K.I.L.E.R. brings up a good point. To flesh this out a bit:
...it depends what you mean by "cost". Does "cost" mean:
1) # of transistors (after all, same bandwidth -> same PCB costs?)
2) actual marginal cost per good GPU die from 3rd-party fab
3) marginal cost per die along with total R&D/driver development costs
4) marginal cost per die plus R&D/driver costs
amortized over total sales
5) above plus IP licensing fees
6) wholesale price of GPU for board integrator
7) wholesale board price
8) retail board price
As we all know, "cost" (as calculated in certain of the above ways) will presumably vary a great deal depending on which IHV is developing these hypothetical TBDR/IMRs. Are we comparing, say, the costs to Nvidia of doing NV40 as an evolutionary IMR vs. utilizing their Gigapixel IP and moving to a TBDR? Are we comparing, say, a new PVR TBDR to a new IMR from ATI?
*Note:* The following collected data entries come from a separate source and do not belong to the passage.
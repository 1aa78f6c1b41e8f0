//! Per-partition batching pipeline.
//!
//! One driver task per partition pulls submitted events off a bounded
//! queue and coalesces them into batches bounded by size, count and a time
//! budget, then hands each batch to a worker task holding one admission
//! permit. Workers check a leader connection out of the pool, append the
//! batch, report the broker-assigned offsets back to each submitter, and
//! return the connection. The bounded queue is the backpressure signal: a
//! partition that cannot keep up blocks its submitters.
//!
//! Sequential events fence the partition: before such a batch dispatches,
//! every previously dispatched worker must have completed, and the driver
//! does not resume until the batch itself has completed. The fence is
//! scoped to one partition; cross-partition ordering is never implied.

use std::fmt;
use std::sync::atomic::{AtomicI64, Ordering};
use std::sync::Arc;
use std::time::Duration;
use tokio::sync::mpsc::error::TryRecvError;
use tokio::sync::{mpsc, oneshot, watch, Notify, Semaphore};
use tokio::task::JoinHandle;
use tracing::info;
use uuid::Uuid;
use weir_core::{wait_for, Codec, Counter, Message, SlicePool};

use crate::event::WriteAck;
use crate::pool::ConnectionPool;

/// How often the supervisor emits a partition stat line.
const STAT_INTERVAL: Duration = Duration::from_secs(10);

/// Scratch buffers handed out to the coalescer are pre-sized to this many
/// elements and dropped on return once they grow past it.
const SCRATCH_CAPACITY: usize = 10_000;

/// Idle free-list slots per scratch pool; at most `max_conns + 1` buffers
/// are ever out at once, so a small constant suffices.
const SCRATCH_SLOTS: usize = 64;

/// Immutable tuning for one partition, fixed at writer construction.
///
/// Per-call behavior (the sequential barrier) lives on the event itself.
#[derive(Clone)]
pub struct PartitionConfig {
    /// Dispatch concurrency cap; also the working-set size of the
    /// connection pool. Must be non-zero.
    pub max_conns: usize,

    /// Bounded submit-queue length; a full queue blocks submitters. Must
    /// be non-zero.
    pub queue_capacity: usize,

    /// Poll granularity inside the coalesce wait loop.
    pub wait_interval: Duration,

    /// Batch-accumulation time budget as a function of the current
    /// in-flight worker count. Non-increasing in practice, so saturation
    /// trades coalescing latency for throughput.
    pub max_wait: Arc<dyn Fn(i64) -> Duration + Send + Sync>,

    /// Below this accumulated size the coalescer keeps waiting for more
    /// events (until the time budget expires).
    pub min_bytes: usize,

    /// An event that would push the accumulated size above this is held
    /// over as the anchor of the next batch.
    pub max_bytes: usize,
}

impl Default for PartitionConfig {
    fn default() -> Self {
        Self {
            max_conns: 4,
            queue_capacity: 1024,
            wait_interval: Duration::from_millis(1),
            max_wait: Arc::new(|_| Duration::from_millis(25)),
            min_bytes: 16 * 1024,
            max_bytes: 1024 * 1024,
        }
    }
}

impl fmt::Debug for PartitionConfig {
    fn fmt(&self, f: &mut fmt::Formatter<'_>) -> fmt::Result {
        f.debug_struct("PartitionConfig")
            .field("max_conns", &self.max_conns)
            .field("queue_capacity", &self.queue_capacity)
            .field("wait_interval", &self.wait_interval)
            .field("min_bytes", &self.min_bytes)
            .field("max_bytes", &self.max_bytes)
            .finish_non_exhaustive()
    }
}

/// One event queued into a partition, paired with its completion sender.
pub(crate) struct PendingEvent {
    pub messages: Vec<Message>,
    pub total_bytes: usize,
    pub sequential: bool,
    pub ack: oneshot::Sender<WriteAck>,
}

/// Per-event completion data carried through a batch: how many messages
/// the event contributed and where to report its ack.
struct EventAck {
    count: usize,
    ack: oneshot::Sender<WriteAck>,
}

/// Per-partition counters. The `wrote_*` interval counters are cleared by
/// the stat supervisor on every tick; the `total_*` counters only grow.
#[derive(Default)]
pub(crate) struct PartitionStats {
    pub pending_events: Counter,
    pub pending_messages: Counter,
    pub queued_events: Counter,
    pub queued_bytes: Counter,
    pub wrote_events: Counter,
    pub wrote_messages: Counter,
    pub wrote_bytes: Counter,
    pub total_events: Counter,
    pub total_messages: Counter,
    pub total_bytes: Counter,
}

/// Cumulative write totals for one partition.
#[derive(Debug, Clone, Copy, Default, PartialEq, Eq)]
pub struct PartitionTotals {
    pub wrote_events: i64,
    pub wrote_messages: i64,
    pub wrote_bytes: i64,
}

pub(crate) struct Pipeline {
    topic: String,
    partition: u32,
    cfg: PartitionConfig,
    codec: Codec,
    pool: ConnectionPool,
    stats: PartitionStats,
    /// Workers dispatched but not yet completed; the serial fence waits on
    /// this reaching zero.
    in_flight: AtomicI64,
    idle: Notify,
    permits: Arc<Semaphore>,
}

impl Pipeline {
    pub(crate) fn new(
        brokers: Vec<String>,
        topic: String,
        partition: u32,
        cfg: PartitionConfig,
        codec: Codec,
    ) -> Arc<Self> {
        assert!(cfg.max_conns > 0, "max_conns must be non-zero");
        assert!(cfg.queue_capacity > 0, "queue_capacity must be non-zero");

        let permits = Arc::new(Semaphore::new(cfg.max_conns));
        let pool = ConnectionPool::new(brokers, topic.clone(), partition);

        Arc::new(Self {
            topic,
            partition,
            cfg,
            codec,
            pool,
            stats: PartitionStats::default(),
            in_flight: AtomicI64::new(0),
            idle: Notify::new(),
            permits,
        })
    }

    /// Start the driver and stat supervisor. Returns the submit sender and
    /// both task handles; dropping every sender drains and stops the
    /// driver, the supervisor stops on the shutdown signal.
    pub(crate) fn spawn(
        self: &Arc<Self>,
        shutdown: watch::Receiver<bool>,
    ) -> (mpsc::Sender<PendingEvent>, JoinHandle<()>, JoinHandle<()>) {
        let (tx, rx) = mpsc::channel(self.cfg.queue_capacity);
        let driver = tokio::spawn(Arc::clone(self).drive(rx));
        let supervisor = tokio::spawn(Arc::clone(self).supervise(shutdown));
        (tx, driver, supervisor)
    }

    pub(crate) fn stats(&self) -> &PartitionStats {
        &self.stats
    }

    pub(crate) fn pool(&self) -> &ConnectionPool {
        &self.pool
    }

    pub(crate) fn totals(&self) -> PartitionTotals {
        PartitionTotals {
            wrote_events: self.stats.total_events.load(),
            wrote_messages: self.stats.total_messages.load(),
            wrote_bytes: self.stats.total_bytes.load(),
        }
    }

    /// Driver loop: anchor, coalesce, fence, admit, dispatch.
    async fn drive(self: Arc<Self>, mut rx: mpsc::Receiver<PendingEvent>) {
        let messages_pool = Arc::new(SlicePool::<Message>::new(SCRATCH_CAPACITY, SCRATCH_SLOTS));
        let acks_pool = Arc::new(SlicePool::<EventAck>::new(SCRATCH_CAPACITY, SCRATCH_SLOTS));

        // An event that would have overflowed the previous batch, kept as
        // the anchor of the next one.
        let mut held: Option<PendingEvent> = None;

        loop {
            let anchor = match held.take() {
                Some(event) => event,
                None => match rx.recv().await {
                    Some(event) => {
                        self.note_dequeued(&event);
                        event
                    }
                    // Every submitter is gone and the queue is drained.
                    None => break,
                },
            };

            let mut messages = messages_pool.get();
            let mut acks = acks_pool.get();
            let mut total_bytes = anchor.total_bytes;
            let mut sequential = anchor.sequential;
            acks.push(EventAck {
                count: anchor.messages.len(),
                ack: anchor.ack,
            });
            messages.extend(anchor.messages);

            let max_wait = (self.cfg.max_wait)(self.in_flight.load(Ordering::Acquire));
            wait_for(
                || loop {
                    match rx.try_recv() {
                        Ok(event) => {
                            self.note_dequeued(&event);
                            if total_bytes + event.total_bytes > self.cfg.max_bytes {
                                held = Some(event);
                                return true;
                            }
                            total_bytes += event.total_bytes;
                            sequential |= event.sequential;
                            acks.push(EventAck {
                                count: event.messages.len(),
                                ack: event.ack,
                            });
                            messages.extend(event.messages);
                        }
                        Err(TryRecvError::Empty) => return total_bytes > self.cfg.min_bytes,
                        // No more submitters; flush what we have.
                        Err(TryRecvError::Disconnected) => return true,
                    }
                },
                max_wait,
                self.cfg.wait_interval,
            )
            .await;

            // A sequential batch waits for everything already dispatched.
            if sequential {
                self.wait_idle().await;
            }

            let Ok(permit) = Arc::clone(&self.permits).acquire_owned().await else {
                break;
            };

            self.in_flight.fetch_add(1, Ordering::AcqRel);
            self.stats.pending_messages.add(messages.len() as i64);

            tokio::spawn(Arc::clone(&self).write_batch(
                permit,
                messages,
                acks,
                total_bytes,
                Arc::clone(&messages_pool),
                Arc::clone(&acks_pool),
            ));

            // ... and holds the driver until it has itself completed.
            if sequential {
                self.wait_idle().await;
            }
        }

        self.wait_idle().await;
    }

    fn note_dequeued(&self, event: &PendingEvent) {
        self.stats.queued_events.add(-1);
        self.stats.queued_bytes.add(-(event.total_bytes as i64));
    }

    /// One batch write on one checked-out connection.
    async fn write_batch(
        self: Arc<Self>,
        permit: tokio::sync::OwnedSemaphorePermit,
        messages: Vec<Message>,
        mut acks: Vec<EventAck>,
        total_bytes: usize,
        messages_pool: Arc<SlicePool<Message>>,
        acks_pool: Arc<SlicePool<EventAck>>,
    ) {
        let batch_id = Uuid::new_v4();
        let event_count = acks.len() as i64;
        let message_count = messages.len() as i64;

        let mut conn = self.pool.get();
        let first_offset = conn.write_must(self.codec, &messages, batch_id).await;

        self.stats.wrote_events.add(event_count);
        self.stats.wrote_messages.add(message_count);
        self.stats.wrote_bytes.add(total_bytes as i64);
        self.stats.total_events.add(event_count);
        self.stats.total_messages.add(message_count);
        self.stats.total_bytes.add(total_bytes as i64);

        // Events were concatenated in coalesce order, so each one starts
        // where the previous one's messages ended.
        let mut offset = first_offset;
        for entry in acks.drain(..) {
            let _ = entry.ack.send(WriteAck { offset, batch_id });
            offset += entry.count as u64;
        }

        self.pool.put(conn);
        drop(permit);

        self.stats.pending_messages.add(-message_count);
        self.stats.pending_events.add(-event_count);

        messages_pool.put(messages);
        acks_pool.put(acks);

        self.in_flight.fetch_sub(1, Ordering::AcqRel);
        self.idle.notify_waiters();
    }

    /// Wait until no dispatched worker remains in flight.
    async fn wait_idle(&self) {
        loop {
            if self.in_flight.load(Ordering::Acquire) == 0 {
                return;
            }
            tokio::select! {
                _ = self.idle.notified() => {}
                // Periodic re-check in case a notify slipped past us.
                _ = tokio::time::sleep(Duration::from_millis(10)) => {}
            }
        }
    }

    /// Emit one structured stat line every tick; quiet partitions are
    /// suppressed entirely.
    async fn supervise(self: Arc<Self>, mut shutdown: watch::Receiver<bool>) {
        let mut ticker = tokio::time::interval(STAT_INTERVAL);
        loop {
            tokio::select! {
                _ = ticker.tick() => {}
                changed = shutdown.changed() => {
                    if changed.is_err() || *shutdown.borrow() {
                        break;
                    }
                    continue;
                }
            }

            let wrote_events = self.stats.wrote_events.swap_to_zero();
            let wrote_messages = self.stats.wrote_messages.swap_to_zero();
            let wrote_bytes = self.stats.wrote_bytes.swap_to_zero();
            let pending_events = self.stats.pending_events.load();
            let pending_messages = self.stats.pending_messages.load();
            let queued_events = self.stats.queued_events.load();
            let queued_bytes = self.stats.queued_bytes.load();
            let in_flight = self.in_flight.load(Ordering::Acquire);

            if wrote_events == 0
                && wrote_messages == 0
                && wrote_bytes == 0
                && pending_events == 0
                && pending_messages == 0
                && queued_events == 0
                && queued_bytes == 0
                && in_flight == 0
            {
                continue;
            }

            info!(
                topic = %self.topic,
                partition = self.partition,
                pending_events,
                pending_messages,
                in_flight,
                queued_events,
                queued_bytes,
                wrote_events,
                wrote_messages,
                wrote_bytes,
                "partition stats"
            );
        }
    }
}

#[cfg(test)]
mod tests {
    use super::*;

    #[test]
    fn test_default_config_is_valid() {
        let cfg = PartitionConfig::default();
        assert!(cfg.max_conns > 0);
        assert!(cfg.queue_capacity > 0);
        assert!(cfg.min_bytes <= cfg.max_bytes);
        assert_eq!((cfg.max_wait)(0), Duration::from_millis(25));
    }

    #[test]
    fn test_config_debug_omits_the_closure() {
        let repr = format!("{:?}", PartitionConfig::default());
        assert!(repr.contains("max_conns"));
        assert!(!repr.contains("max_wait"));
    }

    #[test]
    fn test_totals_snapshot() {
        let pipeline = Pipeline::new(
            vec!["127.0.0.1:9092".into()],
            "orders".into(),
            0,
            PartitionConfig::default(),
            Codec::Lz4,
        );
        pipeline.stats().total_events.add(3);
        pipeline.stats().total_messages.add(7);
        pipeline.stats().total_bytes.add(512);

        assert_eq!(
            pipeline.totals(),
            PartitionTotals {
                wrote_events: 3,
                wrote_messages: 7,
                wrote_bytes: 512,
            }
        );
    }
}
Offhand, I'm inclined to choose "cost = # transistors" because it is removed enough from real costs that I don't feel bad then going on to assume hypothetical equally-talented engineering teams. From there I would assume the IMR has the full complement of current bandwidth-saving/overdraw reducing technologies implemented, because honestly, none of us is too interested in a chip that doesn't. And therefore I would assume the TBDR "costs less", because I think the transistor count necessary to process scene geometry and implement a tile-sized on-die depth-sorting cache is less than the transistor count for the IMR efficiency features. Note that this assumption is based only on comparing how IMR transistor count has increased as such features have been added, to guessing how many transistors were required for the TBDR functionality of e.g. Kyro, which is to say it's based on not very much.
In the end, this conclusion is so IMO meaningless to the real-world desirability of TBDR vs. IMR that I won't bother voting until the question is clarified a bit.
PS - funny how item #8 in the list turns into the "cool shades dude" emoticon...